In Braids & Migraines, the newest publication from Holland House Books, South African writer Andile Cele delivers a striking and emotionally resonant debut that explores the intersecting struggles of race, mental health, and identity through the voice of a young Black girl navigating the unforgiving social terrain of post-apartheid South Africa.
Andile Cele, a runner up for the Island Prize in 2023, greatly impressed the judges who called the early manuscript “A novel of insight and emotion. Cele has the talent to both shatter and uplift, making her an invaluable new voice in South African literature.”
At the heart of the novel is Nomandla, a teenager from the township of Ziyabuya whose scholarship to the elite Cameron House for Girls in Durban is supposed to be a ticket to a better life. Instead, it becomes a battleground.

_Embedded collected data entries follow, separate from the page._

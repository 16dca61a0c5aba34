//! Error conversions - From implementations for common error types
//!
//! Provides automatic conversion from common error types to [`AppError`].

use super::app_error::AppError;
use super::kind::ErrorKind;

// ============================================================================
// Standard library conversions
// ============================================================================

impl From<std::io::Error> for AppError {
    fn from(err: std::io::Error) -> Self {
        let kind = match err.kind() {
            std::io::ErrorKind::NotFound => ErrorKind::NotFound,
            std::io::ErrorKind::PermissionDenied => ErrorKind::Forbidden,
            std::io::ErrorKind::TimedOut => ErrorKind::RequestTimeout,
            _ => ErrorKind::InternalServerError,
        };
        AppError::new(kind, "I/O operation failed").with_source(err)
    }
}

impl From<uuid::Error> for AppError {
    fn from(err: uuid::Error) -> Self {
        AppError::bad_request("Invalid identifier").with_source(err)
    }
}

impl From<std::num::ParseIntError> for AppError {
    fn from(err: std::num::ParseIntError) -> Self {
        AppError::bad_request("Invalid integer format").with_source(err)
    }
}

// ============================================================================
// serde_json conversions
// ============================================================================

impl From<serde_json::Error> for AppError {
    fn from(err: serde_json::Error) -> Self {
        if err.is_syntax() || err.is_data() {
            AppError::bad_request(format!("JSON parse error: {}", err)).with_source(err)
        } else {
            AppError::internal("JSON serialization error").with_source(err)
        }
    }
}

// ============================================================================
// SQLx conversions (feature-gated)
// ============================================================================

#[cfg(feature = "sqlx")]
impl From<sqlx::Error> for AppError {
    fn from(err: sqlx::Error) -> Self {
        match &err {
            sqlx::Error::RowNotFound => AppError::not_found("Record not found").with_source(err),
            sqlx::Error::PoolTimedOut => {
                AppError::service_unavailable("Database connection pool exhausted").with_source(err)
            }
            sqlx::Error::Database(db_err) => {
                // PostgreSQL specific error codes
                // https://www.postgresql.org/docs/current/errcodes-appendix.html
                let app_err = if let Some(code) = db_err.code() {
                    match code.as_ref() {
                        // Class 23: Integrity Constraint Violation
                        "23000" => AppError::conflict("Integrity constraint violation"),
                        "23001" => AppError::conflict("Restrict violation"),
                        "23502" => AppError::bad_request("Required field is null"),
                        "23503" => AppError::conflict("Foreign key violation"),
                        "23505" => AppError::conflict("Duplicate key value"),
                        "23514" => AppError::bad_request("Check constraint violation"),
                        // Class 42: Syntax Error or Access Rule Violation
                        "42501" => AppError::forbidden("Insufficient privilege"),
                        // Class 53: Insufficient Resources
                        "53000" | "53100" | "53200" | "53300" => {
                            AppError::service_unavailable("Database resource exhausted")
                        }
                        // Class 57: Operator Intervention
                        "57000" | "57014" | "57P01" | "57P02" | "57P03" => {
                            AppError::service_unavailable("Database unavailable")
                        }
                        _ => AppError::internal("Database error"),
                    }
                } else {
                    AppError::internal("Database error")
                };
                app_err.with_source(err)
            }
            sqlx::Error::Io(_) => {
                AppError::service_unavailable("Database connection error").with_source(err)
            }
            sqlx::Error::Protocol(_) => {
                AppError::internal("Database protocol error").with_source(err)
            }
            sqlx::Error::Tls(_) => AppError::internal("Database TLS error").with_source(err),
            _ => AppError::internal("Database error").with_source(err),
        }
    }
}

// ============================================================================
// Axum conversions (feature-gated)
// ============================================================================

#[cfg(feature = "axum")]
impl axum::response::IntoResponse for AppError {
    fn into_response(self) -> axum::response::Response {
        use axum::Json;
        use axum::http::StatusCode;

        let status =
            StatusCode::from_u16(self.status_code()).unwrap_or(StatusCode::INTERNAL_SERVER_ERROR);

        (status, Json(self.to_problem_json())).into_response()
    }
}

From the outset, Cele immerses us in Nomandla’s world—one shaped by poverty, grief, and resilience. Told in an intimate first-person voice, Nomandla’s journey unfolds with brutal honesty and tender introspection. The scholarship that is meant to lift her out of hardship instead places her under a microscope. At Cameron House, she is not celebrated for her intelligence or individuality, but rather displayed as a symbol of institutional “transformation” and racial unity. Her presence is commodified, her culture reduced to spectacle.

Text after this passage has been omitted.